Vielen Dank für Eure Berichte.

LG


----------



## Thomas9904 (9. Mai 2017)

*AW: Hochseeangeln auf einem Kutter auf Fehmarn oder Heiligenhafen?*

hab das mal zu den Spezis in Kutterangeln verschoben


----------



## Hardy48 (9. Mai 2017)

*AW: Hochseeangeln auf einem Kutter auf Fehmarn oder Heiligenhafen?*

Vollmond
Ich spare mir mal das Zitieren.
1. Wo am besten? Ihr solltet erstmal abklären was ihr fangen wollt? Dorsch oder Platte?
Und die letzte Saison kannst eh vergessen. Schau einfach mal bei den Fangmeldungen auf Kutter nach.
2. Übernachtung: Du kannst ja beim Kutterbetreiber mal anrufen. Es gibt ja sogar welche, die bieten sogar 2-Tagesfahrten mit Übernachtung an. Sonst musst du selbst was suchen.
3. Angelausrüstung vom Kutter: Wenn überhaupt, käme nur ausleihen in Frage. Aber hier kannst du nicht viel erwarten. Mein Tipp: Kauft euch was, ev gebraucht. Das wichtigste ist die Rute, ich empfehle 3 m, 80 – 120 WG. Die Rolle ist zweitrangig, sollte aber schon Geflochtene 0,12 - 0,16 drauf sein.
4. Angelschein: Ja, ist Pflicht. S.-H. bietet Touri-Scheine sogar online an.
Info-Seite: https://service.schleswig-holstein.de/Verwaltungsportal/FVP/Application/DienstEinstieg.aspx?fid=19
Noch Fragen? Raus damit. |supergri


----------



## Stulle (10. Mai 2017)

*AW: Hochseeangeln auf einem Kutter auf Fehmarn oder Heiligenhafen?*

Ich würde die Kutter von Burg aus bevorzugen, die bieten auch Übernachtungen an Bord an. Sonnst gibt's auch Hotels dort. An Bord übernachten ist ehr rustikal aber das kenne ich nur vom Hörensagen.

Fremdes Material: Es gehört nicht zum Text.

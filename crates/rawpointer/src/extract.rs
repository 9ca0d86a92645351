use crate::{
    error::{ScanError, SyntaxError},
    raw::RawValue,
    scanner::{Event, Scanner, is_space},
};

/// Scans exactly one value starting at `offset` (after any whitespace) and
/// returns its span. Offsets in errors are relative to `doc`.
pub(crate) fn extract_value(
    doc: &[u8],
    offset: usize,
    max_depth: usize,
) -> Result<RawValue<'_>, ScanError> {
    #[cfg(test)]
    crate::walk::probe::EXTRACTIONS.with(|n| n.set(n.get() + 1));

    let start = doc[offset..]
        .iter()
        .position(|&b| !is_space(b))
        .map_or(doc.len(), |skip| offset + skip);
    if start == doc.len() {
        return Err(ScanError::new(SyntaxError::UnexpectedEndOfInput, start));
    }

    let mut scanner = Scanner::at(start, max_depth);
    for (pos, &b) in doc.iter().enumerate().skip(start) {
        match scanner.step(b) {
            Event::Error(err) => return Err(err),
            // A number ends on the byte after it.
            Event::End => return Ok(RawValue::new(doc, start, pos)),
            _ if scanner.value_complete() => return Ok(RawValue::new(doc, start, pos + 1)),
            _ => {}
        }
    }
    match scanner.finish() {
        Event::Error(err) => Err(err),
        _ => Ok(RawValue::new(doc, start, doc.len())),
    }
}

#[cfg(test)]
mod tests {
    use rstest::rstest;

    use super::*;
    use crate::options::DEFAULT_MAX_DEPTH;

    #[rstest]
    #[case(b"\"abc\", 1", 0, "\"abc\"")]
    #[case(b"  123 ", 0, "123")]
    #[case(b"[1,-2.5e3]", 3, "-2.5e3")]
    #[case(b"[1, 2]", 3, "2")]
    #[case(b"42", 0, "42")]
    #[case(b"{\"a\": {\"b\": [true]}, \"c\": 1}", 5, "{\"b\": [true]}")]
    #[case(b"[null,false]", 1, "null")]
    #[case(b"[null,false]", 6, "false")]
    #[case(b"{\"k\":\"v\\\"}\"}", 5, "\"v\\\"}\"")]
    fn extracts_one_value(#[case] doc: &[u8], #[case] offset: usize, #[case] expected: &str) {
        let raw = extract_value(doc, offset, DEFAULT_MAX_DEPTH).unwrap();
        assert_eq!(raw, expected);
    }

    #[test]
    fn errors_carry_document_offsets() {
        let err = extract_value(b"[1, }]", 3, DEFAULT_MAX_DEPTH).unwrap_err();
        assert_eq!(err.offset, 4);

        let err = extract_value(b"{\"a\": ", 5, DEFAULT_MAX_DEPTH).unwrap_err();
        assert_eq!(err.source, SyntaxError::UnexpectedEndOfInput);

        let err = extract_value(b"[\"ab", 1, DEFAULT_MAX_DEPTH).unwrap_err();
        assert_eq!(err, ScanError::new(SyntaxError::UnexpectedEndOfInput, 4));
    }
}
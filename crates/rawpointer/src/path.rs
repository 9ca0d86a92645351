use alloc::{borrow::Cow, string::String, vec::Vec};
use core::fmt;

use crate::pointer::parse_index;

/// A location inside a JSON document, outermost segment first.
pub type Path<'a> = Vec<PathItem<'a>>;

/// One segment of a [`Path`].
#[derive(Clone, Debug, PartialEq, Eq, Hash, PartialOrd, Ord)]
pub enum PathItem<'a> {
    /// A member of a JSON object, by decoded key.
    Key(Cow<'a, str>),
    /// An element of a JSON array.
    Index(usize),
}

impl PathItem<'_> {
    /// The key, for an object member.
    #[must_use]
    pub fn as_key(&self) -> Option<&str> {
        match self {
            Self::Key(k) => Some(k),
            Self::Index(_) => None,
        }
    }

    #[must_use]
    pub fn as_index(&self) -> Option<usize> {
        match self {
            Self::Key(_) => None,
            Self::Index(i) => Some(*i),
        }
    }

    /// Detaches the segment from the buffer its key borrows from.
    #[must_use]
    pub fn into_owned(self) -> PathItem<'static> {
        match self {
            Self::Key(k) => PathItem::Key(Cow::Owned(k.into_owned())),
            Self::Index(i) => PathItem::Index(i),
        }
    }

    /// Whether a decoded reference token selects this segment.
    ///
    /// Pointer text carries no kind, so `"3"` selects both `Key("3")` and
    /// `Index(3)`, while `"03"` only selects `Key("03")`.
    #[must_use]
    pub fn matches_token(&self, token: &str) -> bool {
        match self {
            Self::Key(k) => k == token,
            Self::Index(i) => parse_index(token) == Some(*i),
        }
    }
}

impl fmt::Display for PathItem<'_> {
    fn fmt(&self, f: &mut fmt::Formatter<'_>) -> fmt::Result {
        match self {
            Self::Key(k) => f.write_str(&crate::pointer::escape_token(k)),
            Self::Index(i) => write!(f, "{i}"),
        }
    }
}

impl<'a> From<&'a str> for PathItem<'a> {
    fn from(s: &'a str) -> Self {
        Self::Key(Cow::Borrowed(s))
    }
}

impl From<String> for PathItem<'_> {
    fn from(s: String) -> Self {
        Self::Key(Cow::Owned(s))
    }
}

impl From<usize> for PathItem<'_> {
    fn from(i: usize) -> Self {
        Self::Index(i)
    }
}

/// Conversions used by [`path!`](crate::path). Integers become indices;
/// negative integers clamp to index `0`.
#[doc(hidden)]
pub trait PathItemFrom<'a, T> {
    fn from_path_component(value: T) -> PathItem<'a>;
}

macro_rules! impl_unsigned_as_path_component {
    ($($t:ty),+) => {
        $(
            impl<'a> PathItemFrom<'a, $t> for PathItem<'a> {
                fn from_path_component(value: $t) -> Self {
                    #[allow(clippy::cast_possible_truncation, clippy::cast_lossless)]
                    PathItem::Index(value as usize)
                }
            }
        )+
    };
}
impl_unsigned_as_path_component!(u8, u16, u32, u64, usize);

// Unsuffixed literals in `path!` infer as `i32`, so signed types need impls.
macro_rules! impl_signed_as_path_component {
    ($($t:ty),+) => {
        $(
            impl<'a> PathItemFrom<'a, $t> for PathItem<'a> {
                fn from_path_component(value: $t) -> Self {
                    #[allow(clippy::cast_sign_loss, clippy::cast_possible_truncation)]
                    PathItem::Index(value.max(0) as usize)
                }
            }
        )+
    };
}
impl_signed_as_path_component!(i8, i16, i32, i64, isize);

impl<'a> PathItemFrom<'a, &'a str> for PathItem<'a> {
    fn from_path_component(value: &'a str) -> Self {
        PathItem::Key(Cow::Borrowed(value))
    }
}

impl<'a> PathItemFrom<'a, String> for PathItem<'a> {
    fn from_path_component(value: String) -> Self {
        PathItem::Key(Cow::Owned(value))
    }
}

Gesendet von meinem SM-G930F mit Tapatalk


----------



## Hecht32 (10. Mai 2017)

*AW: Hochseeangeln auf einem Kutter auf Fehmarn oder Heiligenhafen?*

Schaut euch erst mal Videos über Kutterangeln auf Youtube an. Da ist schon einiges erklärt. 
Fischereischein ist vom Kutter aus nicht nötig.
Eine Ausfahrt pro Person kostet 40,-€ + Ausrüstung bist gleich bei 250 -300,-€ dazu kommt noch die Unterkunft! Lieber erst mal eine Leihangel vom Kutter.
Dorsch geht um Fehmarn kaum noch, Plattfische dafür sehr gut. Von Burg aus ist die Anfahrt zu den Fischgründen kürzer, Heiligenhafen hat mehr Kutter.  
Alles in allem hört sich das nicht so toll an aber eine Kutterausfahrt ist immer ein Erlebnis und mit einer Leihausrüstung auch machbar.


----------



## astratrinker (12. Mai 2017)

*AW: Hochseeangeln auf einem Kutter auf Fehmarn oder Heiligenhafen?*



Hecht32 schrieb:


> Schaut euch erst mal Videos über Kutterangeln auf Youtube an. Da ist schon einiges erklärt.
> Fischereischein ist vom Kutter aus nicht nötig.
> Eine Ausfahrt pro Person kostet 40,-€ + Ausrüstung bist gleich bei 250 -300,-€ dazu kommt noch die Unterkunft! Lieber erst mal eine Leihangel vom Kutter.
> Dorsch geht um Fehmarn kaum noch, Plattfische dafür sehr gut. Von Burg aus ist die Anfahrt zu den Fischgründen kürzer, Heiligenhafen hat mehr Kutter.
> Alles in allem hört sich das nicht so toll an aber eine Kutterausfahrt ist immer ein Erlebnis und mit einer Leihausrüstung auch machbar.




Ich meld mich ja mal selten zu wort, aber Leihangel vom Kutter konnte ich letztens mal sehen...... Egal was du zu hause hast, das bekommt man hin und is besser als die leihpeitschen. Dorsch ist grad nicht viel da und ich würd den kutterkapitän schon mal direkt anfragen was grad geht, wenn er dich wiedersehen möchte bekommst du ne ehrliche antwort.


----------